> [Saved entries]
□ □ □ □ □ □ □
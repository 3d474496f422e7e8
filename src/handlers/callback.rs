use axum::{Json, body::Bytes, extract::State, http::HeaderMap, response::IntoResponse};
use serde_json::json;

use crate::AppState;
use crate::error::AppError;

/// Payment gateway webhook. The body is taken as raw bytes so signature
/// verification runs over exactly what was sent, not a re-serialized object.
pub async fn callback(
    State(state): State<AppState>,
    headers: HeaderMap,
    body: Bytes,
) -> Result<impl IntoResponse, AppError> {
    let signature = headers
        .get("X-Callback-Signature")
        .and_then(|h| h.to_str().ok());
    let event = headers
        .get("X-Callback-Event")
        .and_then(|h| h.to_str().ok());

    let outcome = state
        .coordinator
        .resolve_callback(&body, signature, event)
        .await?;

    tracing::debug!(?outcome, "callback processed");
    Ok(Json(json!({ "success": true })))
}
□ □ □ □ □ □ □
> [Your assignment] Only a number should be given: the count of lines above that contain the word "outcome".

> [Final answer] 2